Musings on the Giants’ home opener on Friday, a 5-4 win over the St. Louis Cardinals in 12 innings:
* “Buckle up” seems an appropriate warning for the Giants and their fans. Once again, this team just doesn’t do easy. Overheard from an AT&T Park usher following the dramatic victory: “2011 – twice the torture!”
* The Giants are clearly playing with house money the season after their first World Series championship in San Francisco. The city still feels very much like a baseball town – and the guess here is this stretches well past Opening Day. Exhibit A that the Giants organization will do everything it can to capitalize to the fullest on the fever: $9 Budweiser bottles.

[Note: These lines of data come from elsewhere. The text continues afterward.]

use crate::commands::executable::Executable;
use crate::commands::{Arguments, CommandError, Context};
use crate::frame::{Payload, Request, Response};
use crate::record::Record;
use crate::Error;

/// Adds the flat only when its key is lower than every key in the collection.
#[derive(Debug, PartialEq)]
pub struct AddIfMin;

impl Executable for AddIfMin {
    fn usage(&self) -> &'static str {
        "add_if_min {element}"
    }

    fn description(&self) -> &'static str {
        "add a new element if it is lower than the lowest element of the collection"
    }

    fn exec(&self, request: Request, ctx: &mut Context<'_>) -> Result<Response, Error> {
        let flat = Arguments::new(request, self.usage()).record()?;

        // The store is sorted, so its first element holds the lowest key.
        let is_min = ctx
            .db
            .store
            .first()
            .map_or(true, |first| flat.key() < first.key());

        if !is_min {
            return Ok(Response::success(
                "Element is not lower than the lowest element, not added",
            ));
        }

        let id = ctx.db.store.add(flat).map_err(CommandError::from)?;

        Ok(Response::success(format!("Element added with id {}", id)).with_payload(Payload::Id(id)))
    }
}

* The raising of the 2010 World Series Champions flag in a pregame ceremony was an unforgettable moment for this native San Franciscan. After Willie Mays, who starred for the Giants’ last title winner in 1954, presented Bruce Bochy with the flag at home plate, the Giants passed the flag one by one down the third-base line until it reached the hands of Brian Wilson. The irrepressible closer ran across the outfield, climbed a makeshift ladder in right-centerfield and then high-fived shocked and delirious fans as he jogged up the bleachers. Then Wilson helped raise San Francisco’s first championship flag high above the bay as emotional fans belted out whatever parts of Queen’s “We Are the Champions” they could manage.

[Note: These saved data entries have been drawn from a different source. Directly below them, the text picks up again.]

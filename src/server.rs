use bytes::BytesMut;
use std::future::Future;
use std::io;
use std::net::SocketAddr;
use std::thread;
use std::time::Duration;
use tokio::net::{TcpListener, TcpStream};
use tokio::time::timeout;
use tokio_util::sync::CancellationToken;
use tracing::{debug, error, field, info, instrument, warn};

use crate::codec::FrameCodec;
use crate::commands::Registry;
use crate::config::Config;
use crate::connection::Connection;
use crate::console;
use crate::db::Database;
use crate::dispatcher::{Dispatcher, Handle};
use crate::frame::{Request, Response};
use crate::persistence::JsonFile;
use crate::Error;

/// Closes the connection after persisting the collection. Never answered.
pub const EXIT: &str = "exit";

const SAVE: &str = "save";

const INVALID_REQUEST: &str = "Invalid request";

/// Per-connection resource bounds.
#[derive(Debug, Clone, Copy)]
pub struct Limits {
    pub max_frame_size: usize,
    /// How long a connection may stay silent, or take to accept a response, before it is closed.
    pub idle_timeout: Duration,
}

/// Loads the collection, starts the dispatcher and the operator console, and serves clients
/// until Ctrl-C or the console's `exit`. The collection is saved on the way out.
pub async fn run(config: Config) -> Result<(), Error> {
    let _ = tracing_subscriber::fmt()
        .try_init()
        .map_err(|e| debug!("Failed to initialize global tracing: {}", e));

    let path = match config.path.clone() {
        Some(path) => path,
        None => {
            tokio::task::spawn_blocking(|| {
                console::prompt_for_path(&mut io::stdin().lock(), &mut io::stderr())
            })
            .await??
        }
    };

    let db = Database::open(JsonFile::new(path)).map_err(|e| {
        error!(error = %e, "Unable to load the collection");
        e
    })?;

    let (dispatcher, handle) = Dispatcher::new(Registry::with_defaults(), db);
    let dispatcher = tokio::spawn(dispatcher.run());

    let listener = TcpListener::bind(config.bind_address()).await?;
    info!("Server listening on {}", listener.local_addr()?);

    let shutdown = CancellationToken::new();
    {
        let handle = handle.clone();
        let shutdown = shutdown.clone();
        thread::Builder::new()
            .name("console".to_string())
            .spawn(move || console::listen(io::stdin().lock(), handle, shutdown))?;
    }

    let signal = async move {
        tokio::select! {
            res = tokio::signal::ctrl_c() => {
                if let Err(e) = res {
                    warn!(error = %e, "Failed to listen for Ctrl-C");
                }
                info!("Shutdown signal received");
            }
            _ = shutdown.cancelled() => {}
        }
    };

    serve(listener, handle.clone(), config.limits(), signal).await;

    handle.shutdown().await?;
    dispatcher.await?;

    info!("Server stopped");
    Ok(())
}

/// Accepts connections until `shutdown` completes. Each connection is served by its own task that
/// forwards requests to the dispatcher.
pub async fn serve(listener: TcpListener, dispatcher: Handle, limits: Limits, shutdown: impl Future) {
    tokio::select! {
        _ = accept_loop(&listener, &dispatcher, limits) => {}
        _ = shutdown => {
            info!("No longer accepting connections");
        }
    }
}

async fn accept_loop(listener: &TcpListener, dispatcher: &Handle, limits: Limits) {
    loop {
        let (socket, client_address) = match listener.accept().await {
            Ok(accepted) => accepted,
            Err(e) => {
                error!(error = %e, "Failed to accept connection");
                continue;
            }
        };
        info!("Accepted connection from {:?}", client_address);

        let dispatcher = dispatcher.clone();
        tokio::spawn(async move {
            if let Err(e) = handle_connection(socket, client_address, dispatcher, limits).await {
                warn!(error = %e, "Connection closed with error");
            }
        });
    }
}

#[instrument(
    name = "connection",
    skip(stream, client_address, dispatcher, limits),
    fields(connection_id, client_address)
)]
async fn handle_connection(
    stream: TcpStream,
    client_address: SocketAddr,
    dispatcher: Handle,
    limits: Limits,
) -> Result<(), Error> {
    let mut conn = Connection::new(stream, FrameCodec::new(limits.max_frame_size));

    tracing::Span::current()
        .record("connection_id", field::display(conn.id))
        .record("client_address", field::display(client_address));

    loop {
        let frame: BytesMut = match timeout(limits.idle_timeout, conn.read_frame()).await {
            Ok(Ok(Some(frame))) => frame,
            Ok(Ok(None)) => break,
            Ok(Err(e)) => return Err(e),
            Err(_) => {
                info!("Connection idle for too long");
                break;
            }
        };

        let request = match Request::parse(&frame) {
            Ok(request) => request,
            Err(e) => {
                warn!(error = %e, "Failed to decode request");
                respond(&mut conn, &Response::failure(INVALID_REQUEST), limits).await?;
                continue;
            }
        };
        info!(command = %request.command, "Received request");

        if request.command == EXIT {
            info!("Client terminated the session");
            let response = dispatcher.submit(Request::new(SAVE)).await?;
            if response.success {
                info!("Collection saved");
            } else {
                warn!(message = %response.message, "Failed to save collection");
            }
            break;
        }

        let response = dispatcher.submit(request).await?;
        debug!("Sending response to client: {:?}", response);
        respond(&mut conn, &response, limits).await?;
    }

    info!("Connection closed");
    Ok(())
}

async fn respond(conn: &mut Connection, response: &Response, limits: Limits) -> Result<(), Error> {
    timeout(limits.idle_timeout, conn.write_message(response))
        .await
        .map_err(|_| "timed out writing response")?
}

* A local product nearly ruined the Giants party. St. Louis infielder Daniel Descalso, a Redwood City native who starred at St. Francis High in 2003 and 2004, fueled the visitors’ ninth-inning rally with a pinch-hit infield single off Wilson with two out to give the Cardinals runners at first and second. After Wilson hit Jon Jay with a pitch to load the bases, Ryan Theriot singled home Yadier Molina and Descalso to put the Giants in a 4-3 hole. Then in the 11th, Descalso, who made his major league debut last September, set up St. Louis’ best extra-inning threat with some fundamentals that would make former Lancers coach Chris Bradford proud. After Molina drew a leadoff walk from Javier Lopez, Descalso sacrificed Molina to second and was safe at first on Lopez’s throwing error. Fortunately for the Giants, Lopez regrouped to work out of first-and-second, no-out jam without allowing the go-ahead run.
* Classy move by the Giants to twice reference Bryan Stow, the fan from Santa Cruz who suffered extensive head injuries after an attack at Dodger Stadium on March 31. In a pregame tribute, the scoreboard displayed a photo of Stow with his son and daughter. Then in the later innings, the scoreboard showed a live shot of the Stow children, who were in attendance. The Giants have also announced that they are dedicating Monday’s game against the Dodgers to Stow. They will collect donations for a fund established to help Stow and his family, and the Giants Community Fund will hold a silent auction, with all proceeds benefiting that fund. Fans who wish to help in Stow’s recovery effort can find information about how to do so through the San Francisco Police Credit Union at www.sfpcu.org.
* Most encouraging sign for the defending champs: the Panda’s hot start. Rewind to the aftermath of the World Series. Could Brian Sabean, Bruce Bochy or anyone but Pablo Sandoval’s most ardent supporters have imagined the third baseman batting fifth in the home opener? The noticeably slimmer Panda, who was essentially a playoff non-factor after losing his job late last year, delivered three hits, including a game-tying RBI single with two out in the ninth. Admittedly, it’s early. But Sandoval leads the Giants regulars with a .440 batting average.
* Unlikely hero turn: Aaron Rowand, who has stayed sharp (and away from creating controversy) despite being in the unfamiliar position of being a reserve. His game-winning single – in any other situation that would’ve been a double, with two or three RBIs -- brought down the house. Perhaps even more important was Rowand’s clutch production in the ninth. He set up the dramatic rally with a two-out single and ultimately scored the tying run on Sandoval’s single. Yes, Rowand is exceedingly well-compensated. He’s also a true professional.
* Wilson has joined Tim Lincecum as a bonafide rock star in the fans’ eyes. The 2010 postseason was merely an appetizer for the Wilson craziness. The ballpark was electric when Wilson completed his last toss in the bullpen and began running in as House of Pain’s “Jump Around” blasted over the speakers before the ninth inning. The closer has reached that rarefied air where his save opportunities are show-stopping events – and not because of his penchant for on-field dramatics that made an ill-timed reappearance on Friday. In Eric Gagne’s prime, Dodger Stadium positively rocked when the gate opened and he hit the field to the opening bars of “Welcome to the Jungle” from Guns N’ Roses. That’s the aura surrounding Wilson now. The anticipation for his mere entry is a spectacle.
* Among the creative items hawked by the omnipresent street vendors surrounding AT&T Park: a T-shirt with “I Like My Posey Shaved and My Wilson Hairy” on the front and “Let Timmy Smoke” on the back.